The proposed ReaRAG model seeks to mitigate these challenges by methodically constructing reasoning chains initialized by the LRM and augmented by knowledge retrieved from external sources. The authors introduce a novel data construction framework that drives this process, explicitly capping the reasoning chain length to prevent redundancy and inefficiency. The research highlights the Thought-Action-Observation paradigm operational within ReaRAG, whereby the model reflects critically on previously gathered knowledge before deciding on its next move. This framework enables ReaRAG to iteratively execute search actions, terminate searches judiciously, and self-correct when errors are detected.

Evaluative experiments conducted on four multi-hop QA benchmarks—MuSiQue, HotpotQA, IIRC, and Natural Questions (NQ)—demonstrated ReaRAG's superior performance over existing baselines. Notably, ReaRAG outperformed these alternatives by substantial margins. For instance, it yielded a significant performance boost on MuSiQue and HotpotQA benchmarks, signifying its capability to efficiently integrate LRMs' reasoning aptitude with external knowledge retrieval. However, it was observed that ReaRAG did not significantly outdo competitors on single-hop NQ datasets, illustrating the limited benefits of enhanced reasoning in simpler question-answering scenarios.

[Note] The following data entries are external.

// TF-IDF vectorizer over record search keys
use ahash::AHashMap;
use regex::Regex;
use std::sync::OnceLock;

use crate::record::RecordTable;
use crate::vector::SparseVector;

static TOKEN: OnceLock<Regex> = OnceLock::new();

fn token_pattern() -> &'static Regex {
    TOKEN.get_or_init(|| Regex::new(r"\b\w\w+\b").expect("static regex"))
}

/// Split text into terms.
///
/// Lowercases, then keeps every run of two or more Unicode word characters.
/// Single characters never become terms.
#[inline]
pub fn tokenize(text: &str) -> Vec<String> {
    let lowered = text.to_lowercase();
    token_pattern()
        .find_iter(&lowered)
        .map(|m| m.as_str().to_string())
        .collect()
}

/// Vocabulary and inverse document frequencies fitted on one record set.
///
/// Immutable once fitted; a changed record set needs a fresh fit.
#[derive(Debug, Clone, Default)]
pub struct TfidfModel {
    // term -> column
    vocabulary: AHashMap<String, u32>,
    // column -> term, lexicographic
    terms: Vec<String>,
    // column -> idf
    idf: Vec<f64>,
    n_docs: usize,
}

impl TfidfModel {
    /// Fit vocabulary and idf weights over `docs`.
    ///
    /// Smooth idf: `ln((1 + n) / (1 + df)) + 1`.
    pub fn fit<S: AsRef<str>>(docs: &[S]) -> Self {
        // term -> document frequency
        let mut dfs: AHashMap<String, u32> = AHashMap::new();
        for doc in docs {
            let mut seen: Vec<String> = tokenize(doc.as_ref());
            seen.sort_unstable();
            seen.dedup();
            for term in seen {
                *dfs.entry(term).or_insert(0) += 1;
            }
        }

        let mut terms: Vec<String> = dfs.keys().cloned().collect();
        terms.sort_unstable();

        let n_docs = docs.len();
        let n = n_docs as f64;
        let idf = terms
            .iter()
            .map(|t| {
                let df = dfs.get(t).copied().unwrap_or(0) as f64;
                ((1.0 + n) / (1.0 + df)).ln() + 1.0
            })
            .collect();

        let vocabulary = terms
            .iter()
            .enumerate()
            .map(|(col, term)| (term.clone(), col as u32))
            .collect();

        Self {
            vocabulary,
            terms,
            idf,
            n_docs,
        }
    }

    /// Project text into the fitted space. Unknown terms are ignored; the
    /// result is L2-normalized (or empty when nothing matched).
    pub fn transform(&self, text: &str) -> SparseVector {
        let mut counts: AHashMap<u32, u32> = AHashMap::new();
        for token in tokenize(text) {
            if let Some(&col) = self.vocabulary.get(&token) {
                *counts.entry(col).or_insert(0) += 1;
            }
        }

        let pairs = counts
            .into_iter()
            .map(|(col, tf)| (col, tf as f64 * self.idf[col as usize]))
            .collect();
        let mut v = SparseVector::from_pairs(pairs);
        v.normalize();
        v
    }

    #[inline]
    #[must_use]
    pub fn vocabulary_size(&self) -> usize {
        self.terms.len()
    }

    #[inline]
    #[must_use]
    pub fn is_empty(&self) -> bool {
        self.terms.is_empty()
    }

    #[inline]
    #[must_use]
    pub fn n_docs(&self) -> usize {
        self.n_docs
    }

    /// Column of `term`, if it was seen during fitting.
    #[inline]
    pub fn column(&self, term: &str) -> Option<u32> {
        self.vocabulary.get(term).copied()
    }

    #[inline]
    pub fn idf(&self, term: &str) -> Option<f64> {
        self.column(term).map(|c| self.idf[c as usize])
    }

    /// Terms in column order.
    #[inline]
    pub fn terms(&self) -> &[String] {
        &self.terms
    }
}

/// One TF-IDF row per record, in table order.
#[derive(Debug, Clone, Default)]
pub struct DocumentTermMatrix {
    rows: Vec<SparseVector>,
    n_cols: usize,
}

impl DocumentTermMatrix {
    #[inline]
    #[must_use]
    pub fn n_rows(&self) -> usize {
        self.rows.len()
    }

    #[inline]
    #[must_use]
    pub fn n_cols(&self) -> usize {
        self.n_cols
    }

    #[inline]
    pub fn row(&self, i: usize) -> Option<&SparseVector> {
        self.rows.get(i)
    }

    #[inline]
    pub fn rows(&self) -> &[SparseVector] {
        &self.rows
    }

    /// Cosine similarity of `query` against every row, in row order.
    pub fn similarities(&self, query: &SparseVector) -> Vec<f64> {
        self.rows
            .iter()
            .map(|row| query.cosine_similarity(row))
            .collect()
    }
}

/// Fit a model over every search key of `table` and transform the same
/// keys into the document-term matrix. Never fails; an empty table yields an
/// empty vocabulary and a zero-row matrix.
pub fn fit(table: &RecordTable) -> (TfidfModel, DocumentTermMatrix) {
    let keys = table.search_keys();
    let model = TfidfModel::fit(keys);
    let rows = keys.iter().map(|k| model.transform(k)).collect();
    let matrix = DocumentTermMatrix {
        rows,
        n_cols: model.vocabulary_size(),
    };
    (model, matrix)
}

#[cfg(test)]
mod tests {
    use super::*;
    use crate::record::DesignRecord;

    fn table(keys: &[(&str, &str)]) -> RecordTable {
        keys.iter()
            .enumerate()
            .map(|(i, (cat, name))| DesignRecord::new(format!("R{i}"), *cat, *name))
            .collect()
    }

    #[test]
    fn test_tokenize() {
        assert_eq!(tokenize("사출금형 핸들커버"), vec!["사출금형", "핸들커버"]);
        assert_eq!(tokenize("ABS Cover, 2-Cav"), vec!["abs", "cover", "cav"]);
        assert!(tokenize("a b c").is_empty());
        assert!(tokenize("").is_empty());
    }

    #[test]
    fn test_vocabulary_is_sorted_and_idf_smoothed() {
        let t = table(&[("사출금형", "핸들커버"), ("사출금형", "손잡이"), ("프레스금형", "브라켓")]);
        let (model, matrix) = fit(&t);
        assert_eq!(model.vocabulary_size(), 5);
        let mut sorted = model.terms().to_vec();
        sorted.sort();
        assert_eq!(sorted, model.terms());

        // df = 2 of n = 3
        let expected = (4.0f64 / 3.0).ln() + 1.0;
        assert!((model.idf("사출금형").unwrap() - expected).abs() < 1e-12);
        // df = 1
        let expected = 2.0f64.ln() + 1.0;
        assert!((model.idf("브라켓").unwrap() - expected).abs() < 1e-12);

        assert_eq!(matrix.n_rows(), 3);
        assert_eq!(matrix.n_cols(), 5);
        for row in matrix.rows() {
            assert!((row.norm() - 1.0).abs() < 1e-12);
        }
    }

    #[test]
    fn test_empty_table_fits() {
        let (model, matrix) = fit(&RecordTable::default());
        assert!(model.is_empty());
        assert_eq!(matrix.n_rows(), 0);
        assert!(model.transform("사출금형").is_empty());
    }

    #[test]
    fn test_row_without_terms_stays_aligned() {
        let t = table(&[("사출금형", "핸들커버"), ("", "(미정)"), ("a", "b")]);
        let (_, matrix) = fit(&t);
        assert_eq!(matrix.n_rows(), 3);
        assert!(matrix.row(1).unwrap().is_empty());
        assert!(matrix.row(2).unwrap().is_empty());
    }

    #[test]
    fn test_transform_ignores_unknown_terms() {
        let t = table(&[("사출금형", "핸들커버")]);
        let (model, _) = fit(&t);
        assert!(model.transform("xyz123").is_empty());
        let v = model.transform("사출금형 xyz123");
        assert_eq!(v.nnz(), 1);
        assert!((v.norm() - 1.0).abs() < 1e-12);
    }

    #[test]
    fn test_fit_is_deterministic() {
        let t = table(&[("사출금형", "핸들커버"), ("사출금형", "손잡이"), ("프레스금형", "브라켓")]);
        let (m1, d1) = fit(&t);
        let (m2, d2) = fit(&t);
        assert_eq!(m1.terms(), m2.terms());
        let q1 = m1.transform("사출금형 핸들커버");
        let q2 = m2.transform("사출금형 핸들커버");
        assert_eq!(d1.similarities(&q1), d2.similarities(&q2));
    }
}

The authors identify some limitations in current state-of-the-art retrieval-augmented LLMs, such as Search-o1, which rely heavily on base models generating retrieval-specific tokens. ReaRAG surmounts such a hurdle by disentangling complex reasoning processes from token generation issues, thereby achieving greater robustness and accuracy. Furthermore, ReaRAG effectively circumvents the tendency of RL-based approaches to overthink, providing efficacious and streamlined reasoning pathways for multi-hop tasks.

The results imply compelling advancements in both theoretical and practical realms. By strengthening the link between reasoning models and dynamic knowledge bases, ReaRAG opens avenues for future research focused on task-specific fine-tuning and adaptive dynamic querying. Potentials abound for similar methodologies to be employed in interactive AI systems necessitating both deep reasoning and real-time knowledge integration, such as advanced collaborative and assistive technologies, intelligent tutoring systems, and dynamic decision-support frameworks.

ReaRAG's systematic method for constructing and fine-tuning models on dedicated datasets exemplifies a robust approach to tackling persistent challenges within AI deployments in knowledge-intensive environments, showcasing fertile ground for future exploration within the intersection of LLM development and retrieval-augmented methodologies.